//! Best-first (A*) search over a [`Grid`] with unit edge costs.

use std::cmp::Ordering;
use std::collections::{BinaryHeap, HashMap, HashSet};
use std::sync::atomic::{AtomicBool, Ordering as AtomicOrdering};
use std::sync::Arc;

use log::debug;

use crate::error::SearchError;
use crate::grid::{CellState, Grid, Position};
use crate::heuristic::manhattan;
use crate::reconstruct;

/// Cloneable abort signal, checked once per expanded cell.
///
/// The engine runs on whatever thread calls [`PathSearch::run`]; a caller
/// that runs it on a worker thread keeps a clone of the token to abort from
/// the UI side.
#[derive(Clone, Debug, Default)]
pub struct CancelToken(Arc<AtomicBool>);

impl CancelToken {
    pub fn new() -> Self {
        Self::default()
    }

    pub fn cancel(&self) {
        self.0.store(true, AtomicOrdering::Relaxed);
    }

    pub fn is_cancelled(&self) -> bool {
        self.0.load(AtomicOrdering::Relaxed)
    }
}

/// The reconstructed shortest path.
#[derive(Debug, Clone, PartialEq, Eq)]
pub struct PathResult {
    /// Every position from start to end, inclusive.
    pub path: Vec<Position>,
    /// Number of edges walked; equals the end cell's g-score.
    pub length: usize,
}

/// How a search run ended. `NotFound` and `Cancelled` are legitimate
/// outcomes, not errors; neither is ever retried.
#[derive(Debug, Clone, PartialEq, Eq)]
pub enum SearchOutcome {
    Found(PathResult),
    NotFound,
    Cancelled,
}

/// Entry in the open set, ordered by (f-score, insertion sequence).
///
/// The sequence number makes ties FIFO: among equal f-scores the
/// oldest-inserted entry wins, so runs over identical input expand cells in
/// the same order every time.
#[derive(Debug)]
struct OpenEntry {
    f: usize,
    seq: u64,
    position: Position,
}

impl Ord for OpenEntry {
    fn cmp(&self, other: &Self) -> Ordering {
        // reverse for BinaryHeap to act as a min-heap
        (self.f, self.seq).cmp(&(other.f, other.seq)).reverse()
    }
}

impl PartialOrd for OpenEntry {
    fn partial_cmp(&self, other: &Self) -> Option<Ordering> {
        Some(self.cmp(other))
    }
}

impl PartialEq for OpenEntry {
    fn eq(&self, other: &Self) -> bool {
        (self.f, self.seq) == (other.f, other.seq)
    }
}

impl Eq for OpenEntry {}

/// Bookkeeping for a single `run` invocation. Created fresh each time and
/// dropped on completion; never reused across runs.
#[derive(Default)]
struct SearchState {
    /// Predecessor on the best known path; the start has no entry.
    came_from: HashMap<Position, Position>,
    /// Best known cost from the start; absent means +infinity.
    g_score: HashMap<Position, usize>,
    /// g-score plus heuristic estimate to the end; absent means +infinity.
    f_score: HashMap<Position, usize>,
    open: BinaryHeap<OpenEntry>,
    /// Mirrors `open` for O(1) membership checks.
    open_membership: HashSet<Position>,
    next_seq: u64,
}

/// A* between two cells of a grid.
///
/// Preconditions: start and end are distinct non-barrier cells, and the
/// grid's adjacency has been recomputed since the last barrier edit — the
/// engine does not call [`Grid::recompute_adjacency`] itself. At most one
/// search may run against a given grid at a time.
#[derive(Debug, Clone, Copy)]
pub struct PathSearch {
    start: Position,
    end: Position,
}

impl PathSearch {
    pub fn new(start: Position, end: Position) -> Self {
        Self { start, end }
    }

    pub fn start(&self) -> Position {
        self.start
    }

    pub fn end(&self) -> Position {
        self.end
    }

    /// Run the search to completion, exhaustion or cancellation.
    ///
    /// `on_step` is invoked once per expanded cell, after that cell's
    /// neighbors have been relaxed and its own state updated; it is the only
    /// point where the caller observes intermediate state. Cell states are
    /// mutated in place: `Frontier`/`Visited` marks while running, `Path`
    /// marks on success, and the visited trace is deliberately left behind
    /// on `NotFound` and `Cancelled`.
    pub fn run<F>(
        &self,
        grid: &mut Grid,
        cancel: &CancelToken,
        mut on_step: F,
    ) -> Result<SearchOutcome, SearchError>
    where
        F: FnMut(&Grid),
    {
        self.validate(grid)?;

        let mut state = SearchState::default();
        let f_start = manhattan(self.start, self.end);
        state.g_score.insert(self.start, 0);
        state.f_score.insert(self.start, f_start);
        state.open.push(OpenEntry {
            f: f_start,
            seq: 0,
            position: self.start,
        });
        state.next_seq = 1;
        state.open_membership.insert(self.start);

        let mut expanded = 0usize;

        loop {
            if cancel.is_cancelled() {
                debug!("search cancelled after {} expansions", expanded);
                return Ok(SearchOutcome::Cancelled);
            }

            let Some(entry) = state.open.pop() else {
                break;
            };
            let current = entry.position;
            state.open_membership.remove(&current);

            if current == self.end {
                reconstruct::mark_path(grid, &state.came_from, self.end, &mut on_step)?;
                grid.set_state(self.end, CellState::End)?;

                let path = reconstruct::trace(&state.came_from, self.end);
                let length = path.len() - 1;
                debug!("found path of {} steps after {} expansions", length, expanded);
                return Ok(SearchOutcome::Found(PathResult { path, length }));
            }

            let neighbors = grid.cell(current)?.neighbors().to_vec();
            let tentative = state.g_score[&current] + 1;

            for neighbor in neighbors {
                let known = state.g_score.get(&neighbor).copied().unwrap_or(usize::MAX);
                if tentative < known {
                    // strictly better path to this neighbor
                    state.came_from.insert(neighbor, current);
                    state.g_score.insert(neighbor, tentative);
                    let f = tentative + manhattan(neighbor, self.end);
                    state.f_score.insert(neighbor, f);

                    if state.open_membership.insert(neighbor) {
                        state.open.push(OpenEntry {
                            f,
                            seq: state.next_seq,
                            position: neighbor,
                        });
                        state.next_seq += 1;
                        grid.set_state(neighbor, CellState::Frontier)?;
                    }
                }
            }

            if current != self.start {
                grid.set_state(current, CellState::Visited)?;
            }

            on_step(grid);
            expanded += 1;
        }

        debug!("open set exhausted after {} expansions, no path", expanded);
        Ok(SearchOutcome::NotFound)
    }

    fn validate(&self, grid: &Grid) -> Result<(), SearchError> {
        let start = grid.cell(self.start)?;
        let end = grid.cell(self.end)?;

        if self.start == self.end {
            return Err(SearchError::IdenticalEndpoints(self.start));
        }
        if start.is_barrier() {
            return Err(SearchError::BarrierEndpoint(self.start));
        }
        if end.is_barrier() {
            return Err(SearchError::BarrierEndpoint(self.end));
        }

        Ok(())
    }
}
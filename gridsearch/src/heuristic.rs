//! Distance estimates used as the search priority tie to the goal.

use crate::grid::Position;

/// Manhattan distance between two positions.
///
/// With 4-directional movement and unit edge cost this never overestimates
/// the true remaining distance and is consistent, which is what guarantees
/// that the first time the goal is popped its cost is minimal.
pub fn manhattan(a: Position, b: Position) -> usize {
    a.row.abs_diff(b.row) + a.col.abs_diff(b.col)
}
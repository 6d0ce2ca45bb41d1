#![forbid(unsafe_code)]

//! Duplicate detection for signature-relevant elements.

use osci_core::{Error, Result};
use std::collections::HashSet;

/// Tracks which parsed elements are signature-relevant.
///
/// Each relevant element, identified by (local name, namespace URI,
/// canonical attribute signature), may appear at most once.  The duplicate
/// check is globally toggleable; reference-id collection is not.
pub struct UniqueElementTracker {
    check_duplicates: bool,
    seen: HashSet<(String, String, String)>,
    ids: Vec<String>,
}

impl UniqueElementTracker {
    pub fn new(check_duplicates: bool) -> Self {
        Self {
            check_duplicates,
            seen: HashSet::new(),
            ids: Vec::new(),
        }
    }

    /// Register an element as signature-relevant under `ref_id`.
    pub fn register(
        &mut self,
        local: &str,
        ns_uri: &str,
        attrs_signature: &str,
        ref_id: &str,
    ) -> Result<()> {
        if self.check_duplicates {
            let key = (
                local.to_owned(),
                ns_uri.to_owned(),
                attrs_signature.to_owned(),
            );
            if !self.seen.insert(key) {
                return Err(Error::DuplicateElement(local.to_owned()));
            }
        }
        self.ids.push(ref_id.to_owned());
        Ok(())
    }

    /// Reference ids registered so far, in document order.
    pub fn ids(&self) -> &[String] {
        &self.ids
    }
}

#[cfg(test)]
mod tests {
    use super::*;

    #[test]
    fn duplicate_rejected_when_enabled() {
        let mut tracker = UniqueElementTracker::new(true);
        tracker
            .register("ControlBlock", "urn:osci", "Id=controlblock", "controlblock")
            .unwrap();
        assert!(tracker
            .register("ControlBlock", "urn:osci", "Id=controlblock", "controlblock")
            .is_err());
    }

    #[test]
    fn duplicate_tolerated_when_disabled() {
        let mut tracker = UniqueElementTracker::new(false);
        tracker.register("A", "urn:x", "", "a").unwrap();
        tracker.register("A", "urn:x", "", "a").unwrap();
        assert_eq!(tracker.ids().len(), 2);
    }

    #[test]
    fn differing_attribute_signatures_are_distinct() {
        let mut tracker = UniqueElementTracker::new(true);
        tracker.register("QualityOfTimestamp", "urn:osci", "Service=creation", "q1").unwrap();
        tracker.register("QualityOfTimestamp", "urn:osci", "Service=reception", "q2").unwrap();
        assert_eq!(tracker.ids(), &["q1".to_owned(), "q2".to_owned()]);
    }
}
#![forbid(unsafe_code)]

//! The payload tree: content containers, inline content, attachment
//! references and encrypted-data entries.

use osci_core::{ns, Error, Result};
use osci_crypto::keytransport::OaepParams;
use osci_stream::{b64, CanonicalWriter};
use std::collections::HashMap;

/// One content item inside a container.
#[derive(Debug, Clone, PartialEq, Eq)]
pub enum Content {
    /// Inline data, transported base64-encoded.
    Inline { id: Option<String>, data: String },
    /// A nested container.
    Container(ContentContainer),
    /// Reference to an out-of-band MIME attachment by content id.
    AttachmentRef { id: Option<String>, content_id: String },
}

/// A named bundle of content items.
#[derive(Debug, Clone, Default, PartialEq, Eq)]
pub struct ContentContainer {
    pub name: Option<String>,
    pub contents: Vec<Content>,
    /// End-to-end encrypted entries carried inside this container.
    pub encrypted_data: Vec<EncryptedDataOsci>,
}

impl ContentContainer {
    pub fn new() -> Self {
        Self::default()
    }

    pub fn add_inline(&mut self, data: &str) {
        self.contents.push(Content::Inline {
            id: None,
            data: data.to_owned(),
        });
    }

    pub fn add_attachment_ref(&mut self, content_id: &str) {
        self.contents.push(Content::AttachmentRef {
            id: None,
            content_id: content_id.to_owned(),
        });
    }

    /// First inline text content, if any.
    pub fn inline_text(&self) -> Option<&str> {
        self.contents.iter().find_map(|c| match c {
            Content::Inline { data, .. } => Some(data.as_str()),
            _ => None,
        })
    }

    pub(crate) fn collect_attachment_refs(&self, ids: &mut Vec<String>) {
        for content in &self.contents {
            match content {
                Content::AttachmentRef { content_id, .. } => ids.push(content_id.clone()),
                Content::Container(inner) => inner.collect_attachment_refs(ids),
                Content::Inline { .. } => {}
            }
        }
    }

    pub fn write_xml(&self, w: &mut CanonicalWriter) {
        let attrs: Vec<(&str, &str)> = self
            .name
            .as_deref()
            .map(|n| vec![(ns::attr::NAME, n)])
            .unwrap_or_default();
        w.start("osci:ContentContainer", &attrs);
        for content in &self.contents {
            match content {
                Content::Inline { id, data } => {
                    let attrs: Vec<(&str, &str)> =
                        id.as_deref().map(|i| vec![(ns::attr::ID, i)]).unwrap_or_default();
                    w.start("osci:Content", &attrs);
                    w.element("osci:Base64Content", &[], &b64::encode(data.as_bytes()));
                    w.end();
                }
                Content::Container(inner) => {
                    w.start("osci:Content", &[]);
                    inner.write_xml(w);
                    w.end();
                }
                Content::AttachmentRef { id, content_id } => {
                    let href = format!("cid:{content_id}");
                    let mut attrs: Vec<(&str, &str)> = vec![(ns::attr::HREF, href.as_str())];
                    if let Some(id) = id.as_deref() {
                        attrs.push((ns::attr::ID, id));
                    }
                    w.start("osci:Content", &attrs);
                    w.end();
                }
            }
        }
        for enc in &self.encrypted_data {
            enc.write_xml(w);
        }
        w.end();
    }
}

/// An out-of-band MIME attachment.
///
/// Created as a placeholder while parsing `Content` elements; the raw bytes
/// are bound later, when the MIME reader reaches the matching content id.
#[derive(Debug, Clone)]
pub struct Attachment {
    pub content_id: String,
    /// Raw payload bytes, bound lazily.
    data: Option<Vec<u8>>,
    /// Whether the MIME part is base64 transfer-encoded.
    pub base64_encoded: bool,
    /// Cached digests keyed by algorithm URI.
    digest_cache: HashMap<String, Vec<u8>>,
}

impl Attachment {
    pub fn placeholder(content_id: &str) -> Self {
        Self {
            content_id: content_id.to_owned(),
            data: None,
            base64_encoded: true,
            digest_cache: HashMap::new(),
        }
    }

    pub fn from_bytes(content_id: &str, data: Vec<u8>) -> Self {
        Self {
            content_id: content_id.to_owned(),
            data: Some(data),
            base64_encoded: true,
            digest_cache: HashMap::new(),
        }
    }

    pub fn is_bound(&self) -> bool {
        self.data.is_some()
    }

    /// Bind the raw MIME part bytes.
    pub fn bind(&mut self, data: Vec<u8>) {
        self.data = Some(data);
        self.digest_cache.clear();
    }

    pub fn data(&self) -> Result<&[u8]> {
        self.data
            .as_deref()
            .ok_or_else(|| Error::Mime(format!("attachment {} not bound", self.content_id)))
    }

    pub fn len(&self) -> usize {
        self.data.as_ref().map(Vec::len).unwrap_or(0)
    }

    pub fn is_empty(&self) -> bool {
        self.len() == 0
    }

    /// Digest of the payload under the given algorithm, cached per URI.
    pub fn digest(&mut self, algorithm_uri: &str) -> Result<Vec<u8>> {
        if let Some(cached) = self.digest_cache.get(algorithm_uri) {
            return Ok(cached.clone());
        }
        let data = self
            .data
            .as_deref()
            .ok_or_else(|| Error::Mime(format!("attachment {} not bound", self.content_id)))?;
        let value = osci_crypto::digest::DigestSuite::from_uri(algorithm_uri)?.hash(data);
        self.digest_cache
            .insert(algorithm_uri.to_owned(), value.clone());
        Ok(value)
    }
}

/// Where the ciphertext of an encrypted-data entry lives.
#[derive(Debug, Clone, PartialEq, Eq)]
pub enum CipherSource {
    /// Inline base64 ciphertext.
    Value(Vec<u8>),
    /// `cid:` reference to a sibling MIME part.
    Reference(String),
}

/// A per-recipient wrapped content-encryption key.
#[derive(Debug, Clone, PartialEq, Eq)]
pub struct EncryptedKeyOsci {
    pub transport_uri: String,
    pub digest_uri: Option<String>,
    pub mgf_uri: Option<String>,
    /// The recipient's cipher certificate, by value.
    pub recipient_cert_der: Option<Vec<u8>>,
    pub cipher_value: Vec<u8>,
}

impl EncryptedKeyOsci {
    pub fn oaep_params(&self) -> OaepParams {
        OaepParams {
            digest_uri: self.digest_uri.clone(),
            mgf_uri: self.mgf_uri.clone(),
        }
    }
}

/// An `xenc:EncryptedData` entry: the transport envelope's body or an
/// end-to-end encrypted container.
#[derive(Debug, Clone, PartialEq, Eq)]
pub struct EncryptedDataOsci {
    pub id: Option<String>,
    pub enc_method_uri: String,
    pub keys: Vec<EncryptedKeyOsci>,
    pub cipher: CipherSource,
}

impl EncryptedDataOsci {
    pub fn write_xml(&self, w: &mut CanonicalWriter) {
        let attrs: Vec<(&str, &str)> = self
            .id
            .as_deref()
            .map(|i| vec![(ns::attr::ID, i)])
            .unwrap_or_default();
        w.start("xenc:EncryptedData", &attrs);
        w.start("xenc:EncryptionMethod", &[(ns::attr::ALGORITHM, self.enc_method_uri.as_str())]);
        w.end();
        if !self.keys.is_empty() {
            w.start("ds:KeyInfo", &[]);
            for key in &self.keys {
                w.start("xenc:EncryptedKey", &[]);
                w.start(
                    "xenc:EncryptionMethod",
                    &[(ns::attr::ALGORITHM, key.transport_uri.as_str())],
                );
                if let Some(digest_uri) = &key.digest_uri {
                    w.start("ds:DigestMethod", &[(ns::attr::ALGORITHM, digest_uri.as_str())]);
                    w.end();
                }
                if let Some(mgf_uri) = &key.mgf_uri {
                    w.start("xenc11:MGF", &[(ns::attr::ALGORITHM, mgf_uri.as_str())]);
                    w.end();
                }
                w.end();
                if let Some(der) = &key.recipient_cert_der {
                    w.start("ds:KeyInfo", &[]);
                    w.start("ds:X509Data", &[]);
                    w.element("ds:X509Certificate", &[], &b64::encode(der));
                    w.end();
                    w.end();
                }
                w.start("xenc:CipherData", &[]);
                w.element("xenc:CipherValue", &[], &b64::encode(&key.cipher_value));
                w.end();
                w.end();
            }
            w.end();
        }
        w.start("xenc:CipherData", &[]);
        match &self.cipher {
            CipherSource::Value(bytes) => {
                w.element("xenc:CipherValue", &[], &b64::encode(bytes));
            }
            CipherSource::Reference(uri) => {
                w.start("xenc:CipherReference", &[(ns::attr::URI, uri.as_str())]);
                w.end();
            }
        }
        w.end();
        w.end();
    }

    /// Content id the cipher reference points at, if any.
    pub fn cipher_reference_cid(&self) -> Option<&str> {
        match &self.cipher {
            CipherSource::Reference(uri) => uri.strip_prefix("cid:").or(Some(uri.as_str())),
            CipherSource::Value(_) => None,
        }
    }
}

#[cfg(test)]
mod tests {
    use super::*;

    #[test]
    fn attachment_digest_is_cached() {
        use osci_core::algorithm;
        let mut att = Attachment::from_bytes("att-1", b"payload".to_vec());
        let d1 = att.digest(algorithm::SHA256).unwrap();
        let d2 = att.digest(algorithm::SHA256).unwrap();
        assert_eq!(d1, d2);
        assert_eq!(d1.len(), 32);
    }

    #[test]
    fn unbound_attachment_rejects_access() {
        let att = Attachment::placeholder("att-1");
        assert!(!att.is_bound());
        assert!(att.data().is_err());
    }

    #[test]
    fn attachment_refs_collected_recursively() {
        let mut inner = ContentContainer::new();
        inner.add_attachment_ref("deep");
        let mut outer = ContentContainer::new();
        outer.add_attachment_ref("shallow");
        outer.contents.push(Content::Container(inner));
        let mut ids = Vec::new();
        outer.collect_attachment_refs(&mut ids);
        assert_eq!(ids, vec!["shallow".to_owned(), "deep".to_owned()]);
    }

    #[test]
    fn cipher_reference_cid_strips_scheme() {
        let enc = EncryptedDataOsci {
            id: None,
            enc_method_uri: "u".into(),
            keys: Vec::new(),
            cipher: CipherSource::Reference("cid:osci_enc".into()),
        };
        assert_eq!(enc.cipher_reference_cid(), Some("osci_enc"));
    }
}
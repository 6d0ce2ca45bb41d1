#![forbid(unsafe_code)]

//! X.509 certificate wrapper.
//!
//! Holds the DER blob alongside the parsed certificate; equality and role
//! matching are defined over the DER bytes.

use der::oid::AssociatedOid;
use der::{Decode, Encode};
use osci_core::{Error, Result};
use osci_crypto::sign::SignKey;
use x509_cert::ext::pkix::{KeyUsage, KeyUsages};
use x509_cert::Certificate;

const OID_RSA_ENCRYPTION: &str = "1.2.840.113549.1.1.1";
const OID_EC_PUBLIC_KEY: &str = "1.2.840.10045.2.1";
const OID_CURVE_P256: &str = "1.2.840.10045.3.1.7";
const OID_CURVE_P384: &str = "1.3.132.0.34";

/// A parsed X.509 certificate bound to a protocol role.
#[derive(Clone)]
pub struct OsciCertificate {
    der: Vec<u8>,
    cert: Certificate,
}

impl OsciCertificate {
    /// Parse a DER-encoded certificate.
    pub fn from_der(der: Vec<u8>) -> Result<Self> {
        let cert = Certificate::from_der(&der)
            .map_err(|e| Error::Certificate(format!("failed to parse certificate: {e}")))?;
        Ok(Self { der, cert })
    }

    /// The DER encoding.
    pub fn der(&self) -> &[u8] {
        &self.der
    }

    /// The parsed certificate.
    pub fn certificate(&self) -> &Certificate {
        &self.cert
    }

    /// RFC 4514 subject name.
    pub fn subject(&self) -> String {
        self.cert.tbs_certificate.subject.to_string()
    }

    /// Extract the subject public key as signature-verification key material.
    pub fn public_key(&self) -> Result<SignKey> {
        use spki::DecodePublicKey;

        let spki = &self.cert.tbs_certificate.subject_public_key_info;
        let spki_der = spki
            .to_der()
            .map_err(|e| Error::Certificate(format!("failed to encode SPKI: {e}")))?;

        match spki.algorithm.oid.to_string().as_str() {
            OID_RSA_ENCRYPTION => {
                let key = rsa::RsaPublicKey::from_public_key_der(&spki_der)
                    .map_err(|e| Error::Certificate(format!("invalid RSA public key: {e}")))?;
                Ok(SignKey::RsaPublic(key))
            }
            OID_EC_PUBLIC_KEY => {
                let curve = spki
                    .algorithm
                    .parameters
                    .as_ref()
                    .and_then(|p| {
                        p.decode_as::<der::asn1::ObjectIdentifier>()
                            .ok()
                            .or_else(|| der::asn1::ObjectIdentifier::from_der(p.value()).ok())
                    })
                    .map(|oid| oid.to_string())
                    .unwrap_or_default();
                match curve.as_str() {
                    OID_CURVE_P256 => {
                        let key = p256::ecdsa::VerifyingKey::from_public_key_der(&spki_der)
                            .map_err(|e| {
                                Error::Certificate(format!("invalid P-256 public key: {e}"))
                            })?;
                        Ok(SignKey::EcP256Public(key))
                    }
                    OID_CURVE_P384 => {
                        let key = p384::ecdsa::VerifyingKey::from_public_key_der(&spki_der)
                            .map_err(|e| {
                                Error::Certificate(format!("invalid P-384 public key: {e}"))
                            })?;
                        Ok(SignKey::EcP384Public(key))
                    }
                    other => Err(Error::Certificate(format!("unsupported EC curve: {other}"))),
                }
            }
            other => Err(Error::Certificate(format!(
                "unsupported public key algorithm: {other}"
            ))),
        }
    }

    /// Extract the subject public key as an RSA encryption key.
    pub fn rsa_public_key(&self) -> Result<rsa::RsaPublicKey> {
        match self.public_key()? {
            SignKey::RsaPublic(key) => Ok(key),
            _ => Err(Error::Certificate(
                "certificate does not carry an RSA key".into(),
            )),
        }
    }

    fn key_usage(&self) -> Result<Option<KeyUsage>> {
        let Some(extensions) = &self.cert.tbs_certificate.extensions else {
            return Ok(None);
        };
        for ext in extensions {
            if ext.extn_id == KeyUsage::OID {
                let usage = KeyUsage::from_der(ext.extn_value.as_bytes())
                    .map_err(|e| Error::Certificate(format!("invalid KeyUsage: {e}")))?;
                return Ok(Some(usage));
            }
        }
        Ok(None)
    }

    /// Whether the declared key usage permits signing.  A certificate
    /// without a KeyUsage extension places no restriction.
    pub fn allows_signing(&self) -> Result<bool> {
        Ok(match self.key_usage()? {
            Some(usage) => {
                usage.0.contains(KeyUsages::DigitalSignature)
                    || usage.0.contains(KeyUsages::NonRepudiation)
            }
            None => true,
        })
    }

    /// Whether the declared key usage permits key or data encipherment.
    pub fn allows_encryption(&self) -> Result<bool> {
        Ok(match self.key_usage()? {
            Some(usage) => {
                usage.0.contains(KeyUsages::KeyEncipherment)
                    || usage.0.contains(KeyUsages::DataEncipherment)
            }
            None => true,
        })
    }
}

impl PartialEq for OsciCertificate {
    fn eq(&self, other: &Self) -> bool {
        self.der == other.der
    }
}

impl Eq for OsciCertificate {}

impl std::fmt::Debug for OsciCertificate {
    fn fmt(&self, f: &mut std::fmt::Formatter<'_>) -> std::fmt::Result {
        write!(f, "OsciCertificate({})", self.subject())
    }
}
+++
Using the data above, say how many lines include the word "does". Write only that number.

2